下條さんはどこかお母さんを過大評価し過ぎているような気がする。確かにお母さんは綺麗だと思う。けれど、そんなに大袈裟にいうほどでもないと思う。



下條さんが今でもお母さんのことが好きなんだと伝わってくる。




「その“美人”が仇となったんだんだよな…」


「え?」



ぽつり、下條さんが呟く。私に言うためじゃない。自分で思い出したことが無意識に言葉に出てしまったようだった。




「あっ、いや〜可愛い子には変なやつも寄ってくるでしょう?俺がソイツから守るべきだったんだけど、出来なかったんだ。君のお父さんに格好良いところ取られちゃったんだ」



何事もなかったように話すけど下條さんは相当後悔しているようだった。眉尻を下げ何度もため息を吐いている。
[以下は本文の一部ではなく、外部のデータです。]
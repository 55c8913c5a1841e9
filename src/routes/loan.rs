//! Loan route definitions

use axum::{routing::get, routing::post, Router};

use crate::handlers::{create_loan, get_outstanding, is_delinquent};
use crate::repository::UnitOfWork;
use crate::state::AppState;

pub fn loan_routes<U: UnitOfWork>() -> Router<AppState<U>> {
    Router::new()
        .route("/loan", post(create_loan::<U>))
        .route("/loan/outstanding", get(get_outstanding::<U>))
        .route("/loan/is-delinquent", get(is_delinquent::<U>))
}
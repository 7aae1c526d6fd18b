use crate::process_iterator::{EnumerationError, ProcessSource};
use crate::sampler::Pid;

#[derive(Debug, thiserror::Error)]
pub enum ResolveError {
    #[error("process id for main class '{token}' could not be resolved: no matching process")]
    NoMatchingProcess { token: String },
    #[error("process id for main class '{token}' could not be resolved: {source}")]
    Enumeration {
        token: String,
        #[source]
        source: EnumerationError,
    },
}

/// Turns a pid or a main class name into a pid.
///
/// A decimal token is returned as is, without checking that the process exists.
/// Anything else is looked up among the active JVMs and the first one whose main
/// class equals the token exactly wins. When several JVMs share a main class the
/// result depends on the host's enumeration order.
pub fn resolve(token: &str, processes: &impl ProcessSource) -> Result<Pid, ResolveError> {
    if let Ok(pid) = token.parse::<Pid>() {
        return Ok(pid);
    }

    let candidates = processes
        .active_vms()
        .map_err(|source| ResolveError::Enumeration {
            token: token.to_string(),
            source,
        })?;

    for pid in candidates {
        match processes.main_class(pid) {
            Ok(main_class) if main_class == token => {
                log::debug!("resolved '{}' to pid {}", token, pid);
                return Ok(pid);
            }
            Ok(_) => {}
            Err(error) => log::debug!("skipping pid {}: {}", pid, error),
        }
    }

    Err(ResolveError::NoMatchingProcess {
        token: token.to_string(),
    })
}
お母さんとお父さん、下條さんと“ソイツ”の間に何があったかは分からない。訊きたいけど下條さんにとっては辛い思い出のはずだから。わざわざそれを思い出させるようなことはしちゃいけない。




でも、そこが運命の分岐点だったんだろうと思う。そこで運命が決まったと言ってもおかしくはないはずだ。